→ Records
--------

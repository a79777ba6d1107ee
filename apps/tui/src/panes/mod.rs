//! The form panes and how they are laid out for the terminal width.

mod options;
mod parameters;
mod presets;

use std::fmt;

use chrono::Local;
use ratatui::prelude::*;
use ratatui::widgets::{Block, Borders, Paragraph, Wrap};
use unicode_width::UnicodeWidthStr;

use crate::app::App;
use crate::theme::Palette;

/// Pane that receives navigation keys.
#[derive(Debug, Clone, Copy, PartialEq, Eq)]
pub(crate) enum Focus {
    Presets,
    Options,
    Parameters,
}

impl Focus {
    const ALL: [Focus; 3] = [Focus::Presets, Focus::Options, Focus::Parameters];

    /// Next pane in tab order, skipping the preset list when it is empty.
    pub(crate) fn next(self, has_presets: bool) -> Self {
        self.step(1, has_presets)
    }

    pub(crate) fn prev(self, has_presets: bool) -> Self {
        self.step(Self::ALL.len() - 1, has_presets)
    }

    fn step(self, by: usize, has_presets: bool) -> Self {
        let mut idx = Self::ALL.iter().position(|f| *f == self).unwrap_or(0);
        loop {
            idx = (idx + by) % Self::ALL.len();
            let candidate = Self::ALL[idx];
            if has_presets || candidate != Focus::Presets {
                return candidate;
            }
        }
    }
}

impl fmt::Display for Focus {
    fn fmt(&self, f: &mut fmt::Formatter<'_>) -> fmt::Result {
        match self {
            Self::Presets => write!(f, "Presets"),
            Self::Options => write!(f, "Options"),
            Self::Parameters => write!(f, "Parameters"),
        }
    }
}

/// Arrangement of the body panes.
#[derive(Debug, Clone, Copy, PartialEq, Eq)]
pub(crate) enum LayoutMode {
    /// All panes stacked vertically.
    Narrow,
    /// Presets over options on the left, parameters on the right.
    Normal,
    /// One column per pane.
    Wide,
}

pub(crate) fn layout_mode(width: u16) -> LayoutMode {
    match width {
        0..60 => LayoutMode::Narrow,
        60..=100 => LayoutMode::Normal,
        _ => LayoutMode::Wide,
    }
}

pub(crate) fn draw_header(f: &mut Frame, area: Rect, app: &App, palette: &Palette) {
    let clock = Local::now().format("%H:%M:%S").to_string();
    let title = format!(" {} ", app.form.spec().title);
    let program = format!(" {}", app.form.program());

    let pad = (area.width as usize)
        .saturating_sub(title.width() + program.width() + clock.len() + 1);
    let line = Line::from(vec![
        Span::styled(
            title,
            Style::default()
                .fg(palette.accent)
                .add_modifier(Modifier::BOLD),
        ),
        Span::styled(program, Style::default().fg(palette.muted)),
        Span::raw(" ".repeat(pad)),
        Span::styled(clock, Style::default().fg(palette.muted)),
    ]);
    f.render_widget(Paragraph::new(line), area);
}

pub(crate) fn draw_body(f: &mut Frame, area: Rect, app: &App, palette: &Palette) {
    let with_presets = !app.entries.is_empty();

    match layout_mode(area.width) {
        LayoutMode::Narrow => {
            let mut constraints = Vec::new();
            if with_presets {
                constraints.push(Constraint::Percentage(30));
            }
            constraints.push(Constraint::Percentage(35));
            constraints.push(Constraint::Min(3));
            let rows = Layout::default()
                .direction(Direction::Vertical)
                .constraints(constraints)
                .split(area);
            let mut rows = rows.iter().copied();
            if with_presets {
                if let Some(r) = rows.next() {
                    presets::draw(f, r, app, palette, false);
                }
            }
            if let Some(r) = rows.next() {
                options::draw(f, r, app, palette);
            }
            if let Some(r) = rows.next() {
                parameters::draw(f, r, app, palette);
            }
        }
        LayoutMode::Normal => {
            let cols = Layout::default()
                .direction(Direction::Horizontal)
                .constraints([Constraint::Percentage(45), Constraint::Percentage(55)])
                .split(area);
            if with_presets {
                let left = Layout::default()
                    .direction(Direction::Vertical)
                    .constraints([Constraint::Percentage(45), Constraint::Percentage(55)])
                    .split(cols[0]);
                presets::draw(f, left[0], app, palette, false);
                options::draw(f, left[1], app, palette);
            } else {
                options::draw(f, cols[0], app, palette);
            }
            parameters::draw(f, cols[1], app, palette);
        }
        LayoutMode::Wide => {
            let constraints: &[Constraint] = if with_presets {
                &[
                    Constraint::Percentage(34),
                    Constraint::Percentage(28),
                    Constraint::Percentage(38),
                ]
            } else {
                &[Constraint::Percentage(40), Constraint::Percentage(60)]
            };
            let cols = Layout::default()
                .direction(Direction::Horizontal)
                .constraints(constraints.to_vec())
                .split(area);
            let mut cols = cols.iter().copied();
            if with_presets {
                if let Some(c) = cols.next() {
                    presets::draw(f, c, app, palette, true);
                }
            }
            if let Some(c) = cols.next() {
                options::draw(f, c, app, palette);
            }
            if let Some(c) = cols.next() {
                parameters::draw(f, c, app, palette);
            }
        }
    }
}

pub(crate) fn draw_preview(f: &mut Frame, area: Rect, app: &App, palette: &Palette) {
    let preview = Paragraph::new(app.form.command_preview())
        .style(Style::default().fg(palette.preview))
        .wrap(Wrap { trim: false })
        .block(
            Block::default()
                .borders(Borders::ALL)
                .title(" Command ")
                .border_style(Style::default().fg(palette.border)),
        );
    f.render_widget(preview, area);
}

--------

→ Assignment
Repeat exactly, and only, the run of lines from the start of the material above through the line that holds "const ALL: [Focus;".

→ Answer space
repository a79777ba6d1107ee
filename apps/tui/src/panes/mod.rs
//! The form panes and how they are laid out for the terminal width.

mod options;
mod parameters;
mod presets;

use std::fmt;

use chrono::Local;
use ratatui::prelude::*;
use ratatui::widgets::{Block, Borders, Paragraph, Wrap};
use unicode_width::UnicodeWidthStr;

use crate::app::App;
use crate::theme::Palette;

/// Pane that receives navigation keys.
#[derive(Debug, Clone, Copy, PartialEq, Eq)]
pub(crate) enum Focus {
    Presets,
    Options,
    Parameters,
}

impl Focus {
    const ALL: [Focus; 3] = [Focus::Presets, Focus::Options, Focus::Parameters];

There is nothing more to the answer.